During the period when it was being ported from the Intel 8080 platform to the MOS 6502 processor, computers were beginning to ship with more memory as a standard feature. This version was offered with the original 32-bit format or an optional expanded 40-bit (5-byte) format. The 40-bit format was used by most home computers of the 1970s and 1980s. These two versions are sometimes known as "6-digit" and "9-digit", respectively. [8]
On PCs with x86 processor, QuickBASIC, prior to version 4, reintroduced the double-precision format using a 55-bit mantissa in a 64-bit (8-byte) format. MBF was abandoned during the move to QuickBASIC 4, which used the standard IEEE 754 format, introduced a few years earlier.

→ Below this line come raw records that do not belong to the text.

//! Determinism testing utilities.
//!
//! Provides a harness for verifying that a game produces identical results
//! given identical inputs.
//!
//! # Testing Strategy
//!
//! Generation is driven purely by the deltas passed to `tick`, and every
//! mutation is an [`Action`]. Replaying the same action script against the
//! same config must therefore reach the same [`Game::state_hash`].
//! Sources of non-determinism this catches include:
//!
//! - **HashMap iteration order**: tiles are iterated in layout order and
//!   ledgers are `BTreeMap`s; a regression here shows up as diverging hashes.
//!
//! - **Hidden clocks**: the core must never read the system time.
//!
//! - **Lossy persistence**: a save/restore round trip must not alter state.
//!
//! # Test Levels
//!
//! 1. **Unit tests**: individual managers
//! 2. **Property tests**: random action scripts still replay identically
//! 3. **Parallel tests**: running N games on threads all match

use std::collections::hash_map::DefaultHasher;
use std::hash::{Hash, Hasher};
use std::thread;

use panix_core::action::Action;
use panix_core::game::Game;
use panix_core::save::SaveData;

/// Result of a determinism test.
#[derive(Debug, Clone, PartialEq, Eq)]
pub struct DeterminismResult {
    /// Whether all runs produced identical results.
    pub is_deterministic: bool,
    /// Hashes from each run.
    pub hashes: Vec<u64>,
    /// Number of steps applied per run.
    pub steps: u64,
}

impl DeterminismResult {
    /// Get all unique hashes (should be 1 for a deterministic game).
    #[must_use]
    pub fn unique_hashes(&self) -> Vec<u64> {
        let mut unique: Vec<u64> = self.hashes.clone();
        unique.sort_unstable();
        unique.dedup();
        unique
    }

    /// Assert that every run matched, with a detailed error message.
    ///
    /// # Panics
    ///
    /// Panics if the runs produced different hashes.
    pub fn assert_deterministic(&self) {
        if !self.is_deterministic {
            let unique = self.unique_hashes();
            panic!(
                "Game is non-deterministic!\n\
                 Runs: {}\n\
                 Steps: {}\n\
                 Unique hashes: {} (expected 1)\n\
                 All hashes: {:?}",
                self.hashes.len(),
                self.steps,
                unique.len(),
                self.hashes
            );
        }
    }
}

/// Run a state machine multiple times and verify determinism.
///
/// # Arguments
///
/// * `runs` - Number of times to run
/// * `steps` - Number of steps per run
/// * `setup` - Function to create the initial state
/// * `step` - Function to advance the state by one step
/// * `hash` - Function to compute the state hash
///
/// # Example
///
/// ```ignore
/// use panix_test_utils::determinism::verify_determinism;
/// use panix_core::game::Game;
///
/// let result = verify_determinism(
///     5,   // Run 5 times
///     600, // 600 frames each
///     Game::default,
///     |game| game.tick(1000.0 / 60.0),
///     Game::state_hash,
/// );
/// result.assert_deterministic();
/// ```
pub fn verify_determinism<S, Setup, Step, HashFn>(
    runs: usize,
    steps: u64,
    setup: Setup,
    step: Step,
    hash: HashFn,
) -> DeterminismResult
where
    Setup: Fn() -> S,
    Step: Fn(&mut S),
    HashFn: Fn(&S) -> u64,
{
    let mut hashes = Vec::with_capacity(runs);

    for _ in 0..runs {
        let mut state = setup();

        for _ in 0..steps {
            step(&mut state);
        }

        hashes.push(hash(&state));
    }

    let is_deterministic = hashes.windows(2).all(|w| w[0] == w[1]);

    DeterminismResult {
        is_deterministic,
        hashes,
        steps,
    }
}

/// Apply a script to a game, ignoring rejected actions.
///
/// Returns how many actions were rejected.
pub fn run_script(game: &mut Game, script: &[Action]) -> usize {
    script
        .iter()
        .enumerate()
        .filter(|(i, action)| game.apply(action, *i as u64).is_err())
        .count()
}

/// Replay an action script `runs` times from fresh games and compare hashes.
///
/// # Example
///
/// ```ignore
/// use panix_test_utils::determinism::verify_script_determinism;
/// use panix_test_utils::fixtures::game_with_drones;
///
/// let result = verify_script_determinism(3, || game_with_drones(2), &script);
/// result.assert_deterministic();
/// ```
pub fn verify_script_determinism<F>(runs: usize, setup_fn: F, script: &[Action]) -> DeterminismResult
where
    F: Fn() -> Game,
{
    let mut hashes = Vec::with_capacity(runs);
    for _ in 0..runs {
        let mut game = setup_fn();
        run_script(&mut game, script);
        hashes.push(game.state_hash());
    }

    DeterminismResult {
        is_deterministic: hashes.windows(2).all(|w| w[0] == w[1]),
        hashes,
        steps: script.len() as u64,
    }
}

/// Replay a script on N threads and verify all games agree.
///
/// Uses scoped threads so the setup function need not be `'static`.
///
/// # Panics
///
/// Panics if a worker thread panics.
pub fn run_parallel_scripts<F>(setup_fn: F, num_games: usize, script: &[Action]) -> DeterminismResult
where
    F: Fn() -> Game + Sync,
{
    let hashes: Vec<u64> = thread::scope(|s| {
        let handles: Vec<_> = (0..num_games)
            .map(|_| {
                s.spawn(|| {
                    let mut game = setup_fn();
                    run_script(&mut game, script);
                    game.state_hash()
                })
            })
            .collect();

        handles.into_iter().map(|h| h.join().unwrap()).collect()
    });

    DeterminismResult {
        is_deterministic: hashes.windows(2).all(|w| w[0] == w[1]),
        hashes,
        steps: script.len() as u64,
    }
}

/// Compare two replays action-by-action, finding the first divergence.
///
/// # Returns
///
/// `None` if the games stay identical, `Some(index)` of the first action
/// after which the hashes differ (`Some(0)` if the initial states differ).
pub fn find_first_divergence<F>(setup_fn: F, script: &[Action]) -> Option<usize>
where
    F: Fn() -> Game,
{
    let mut a = setup_fn();
    let mut b = setup_fn();

    if a.state_hash() != b.state_hash() {
        return Some(0);
    }

    for (i, action) in script.iter().enumerate() {
        let now = i as u64;
        let _ = a.apply(action, now);
        let _ = b.apply(action, now);

        if a.state_hash() != b.state_hash() {
            return Some(i + 1);
        }
    }

    None
}

/// Verify that a JSON and a bincode save/restore both preserve the state hash.
pub fn verify_save_round_trip(game: &Game) -> bool {
    let hash_before = game.state_hash();
    let data = SaveData::capture(game, 0);

    let via_json = data
        .to_json()
        .and_then(|json| SaveData::from_json(&json));
    let via_bytes = data
        .to_bytes()
        .and_then(|bytes| SaveData::from_bytes(&bytes));

    [via_json, via_bytes].into_iter().all(|decoded| {
        let Ok(decoded) = decoded else {
            return false;
        };
        let mut restored = Game::new(game.config().clone());
        decoded.restore(&mut restored).is_ok() && restored.state_hash() == hash_before
    })
}

/// Compute a simple hash for any hashable value.
pub fn compute_hash<T: Hash>(value: &T) -> u64 {
    let mut hasher = DefaultHasher::new();
    value.hash(&mut hasher);
    hasher.finish()
}
//! Hex map tiles and drone occupancy.
//!
//! The grid is built once from the map layout and never changes shape
//! during a session. Only drone counts mutate, and only through the
//! accessors here.

use std::collections::{BTreeMap, HashMap};

use serde::{Deserialize, Serialize};

use crate::config::GameConfig;
use crate::data::{TileTypeData, EMPTY_CELL, START_CELL};
use crate::hex::HexCoord;

/// Resource classification of a tile.
#[derive(Debug, Clone, PartialEq, Eq, Hash, Serialize, Deserialize)]
pub enum TileType {
    /// Barren tile, drones cannot mine it. Structures can usually be built here.
    Empty,
    /// Tile yielding the named resource when drones are deployed. The tile
    /// type id equals the resource id.
    Resource(String),
    /// Tile type whose id differs from what it produces.
    Custom {
        /// Tile type id.
        id: String,
        /// Resource produced, `None` for barren tiles.
        resource: Option<String>,
    },
}

impl TileType {
    /// Interpret a layout cell against the tile type definitions.
    ///
    /// The starting base mines iron. Cells without a definition are read as
    /// the resource of the same name.
    #[must_use]
    pub fn from_cell(cell: &str, tile_types: &BTreeMap<String, TileTypeData>) -> Self {
        match cell {
            EMPTY_CELL => return Self::Empty,
            START_CELL => return Self::Resource("iron".to_string()),
            _ => {}
        }
        let Some(data) = tile_types.get(cell) else {
            tracing::warn!(cell, "Layout cell has no tile type definition");
            return Self::Resource(cell.to_string());
        };
        match data.resource_produced.as_deref() {
            Some(resource) if resource == cell => Self::Resource(resource.to_string()),
            resource => Self::Custom {
                id: cell.to_string(),
                resource: resource.map(str::to_string),
            },
        }
    }

    /// Tile type id as used by layouts and `buildable_on` lists.
    #[must_use]
    pub fn id(&self) -> &str {
        match self {
            Self::Empty => EMPTY_CELL,
            Self::Resource(resource) => resource,
            Self::Custom { id, .. } => id,
        }
    }

    /// Resource produced, `None` for barren tiles.
    #[must_use]
    pub fn resource(&self) -> Option<&str> {
        match self {
            Self::Empty => None,
            Self::Resource(resource) => Some(resource),
            Self::Custom { resource, .. } => resource.as_deref(),
        }
    }

    /// Whether drones have nothing to mine here.
    #[must_use]
    pub fn is_empty(&self) -> bool {
        self.resource().is_none()
    }
}

/// One cell of the hex map.
#[derive(Debug, Clone, PartialEq, Eq, Serialize, Deserialize)]
pub struct Tile {
    /// Axial position.
    pub coord: HexCoord,
    /// Resource classification.
    pub tile_type: TileType,
    /// Drones currently deployed, `0..=max_drones`.
    pub drones: u32,
    /// Capacity.
    pub max_drones: u32,
    /// Whether this is the starting base.
    pub is_starting: bool,
}

impl Tile {
    /// Whether the tile has room for another drone.
    #[must_use]
    pub const fn has_capacity(&self) -> bool {
        self.drones < self.max_drones
    }
}

/// Fixed lookup table of tiles keyed by axial coordinate.
#[derive(Debug, Clone)]
pub struct HexGrid {
    tiles: HashMap<HexCoord, Tile>,
    /// Layout (row-major) order, for deterministic iteration.
    order: Vec<HexCoord>,
    width: u32,
    height: u32,
    starting: Option<HexCoord>,
    starting_tile_rate: f64,
    drone_generation_rate: f64,
}

impl HexGrid {
    /// Build every tile from the config's layout and tile types.
    ///
    /// The first `"start"` cell becomes the starting base and mines iron.
    /// Further `"start"` cells are treated as plain iron tiles.
    #[must_use]
    pub fn new(config: &GameConfig) -> Self {
        let map = &config.map;
        let balance = &config.balance;
        let mut tiles = HashMap::with_capacity(map.layout.len() * map.width as usize);
        let mut order = Vec::with_capacity(tiles.capacity());
        let mut starting = None;

        for (coord, cell) in map.cells() {
            let is_starting = cell == START_CELL && starting.is_none();
            if is_starting {
                starting = Some(coord);
            } else if cell == START_CELL {
                tracing::warn!(%coord, "Extra starting cell in layout, treating as iron");
            }

            tiles.insert(
                coord,
                Tile {
                    coord,
                    tile_type: TileType::from_cell(cell, &config.tile_types),
                    drones: 0,
                    max_drones: balance.drones.max_drones_per_tile,
                    is_starting,
                },
            );
            order.push(coord);
        }

        tracing::debug!(
            tiles = order.len(),
            starting = ?starting,
            "Hex grid initialized"
        );

        Self {
            tiles,
            order,
            width: map.width,
            height: map.height,
            starting,
            starting_tile_rate: balance.resources.starting_tile_rate,
            drone_generation_rate: balance.resources.drone_generation_rate,
        }
    }

    /// Layout width in columns.
    #[must_use]
    pub const fn width(&self) -> u32 {
        self.width
    }

    /// Layout height in rows.
    #[must_use]
    pub const fn height(&self) -> u32 {
        self.height
    }

    /// Number of tiles.
    #[must_use]
    pub fn len(&self) -> usize {
        self.order.len()
    }

    /// Whether the grid has no tiles.
    #[must_use]
    pub fn is_empty(&self) -> bool {
        self.order.is_empty()
    }

    /// Tile at a coordinate.
    #[must_use]
    pub fn tile(&self, coord: HexCoord) -> Option<&Tile> {
        self.tiles.get(&coord)
    }

    /// All tiles in layout order.
    pub fn tiles(&self) -> impl Iterator<Item = &Tile> + '_ {
        self.order.iter().filter_map(|coord| self.tiles.get(coord))
    }

    /// The starting base tile.
    #[must_use]
    pub fn starting_tile(&self) -> Option<&Tile> {
        self.starting.and_then(|coord| self.tiles.get(&coord))
    }

    /// Set a tile's drone count, clamped to `[0, max_drones]`.
    ///
    /// Unknown coordinates are ignored.
    pub fn set_drone_count(&mut self, coord: HexCoord, count: u32) {
        if let Some(tile) = self.tiles.get_mut(&coord) {
            tile.drones = count.min(tile.max_drones);
        }
    }

    /// Add one drone if the tile is under capacity.
    pub fn add_drone(&mut self, coord: HexCoord) -> bool {
        match self.tiles.get_mut(&coord) {
            Some(tile) if tile.has_capacity() => {
                tile.drones += 1;
                true
            }
            _ => false,
        }
    }

    /// Whether a drone may be deployed: a non-starting resource tile with room.
    #[must_use]
    pub fn can_deploy(&self, coord: HexCoord) -> bool {
        self.tiles.get(&coord).is_some_and(|tile| {
            !tile.tile_type.is_empty() && !tile.is_starting && tile.has_capacity()
        })
    }

    /// Resources per second produced by a tile.
    ///
    /// The starting base yields a fixed rate, resource tiles yield per drone,
    /// empty or unknown tiles yield nothing.
    #[must_use]
    pub fn generation_rate(&self, coord: HexCoord) -> f64 {
        match self.tiles.get(&coord) {
            Some(tile) if tile.is_starting => self.starting_tile_rate,
            Some(tile) if !tile.tile_type.is_empty() => {
                f64::from(tile.drones) * self.drone_generation_rate
            }
            _ => 0.0,
        }
    }

    /// Total drones deployed across all tiles.
    #[must_use]
    pub fn total_deployed(&self) -> u32 {
        self.tiles.values().map(|t| t.drones).sum()
    }

    /// Remove every deployed drone.
    pub fn clear_drones(&mut self) {
        for tile in self.tiles.values_mut() {
            tile.drones = 0;
        }
    }
}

Bill Gates and Paul Allen were working on Altair BASIC in 1975. They were developing the software at Harvard University on a DEC PDP-10 running their Altair emulator. [9] One thing they lacked was code to handle floating-point numbers, required to support calculations with very big and very small numbers, [9] which would be particularly useful for science and engineering. [10] [11] One of the proposed uses of the Altair was as a scientific calculator. [12]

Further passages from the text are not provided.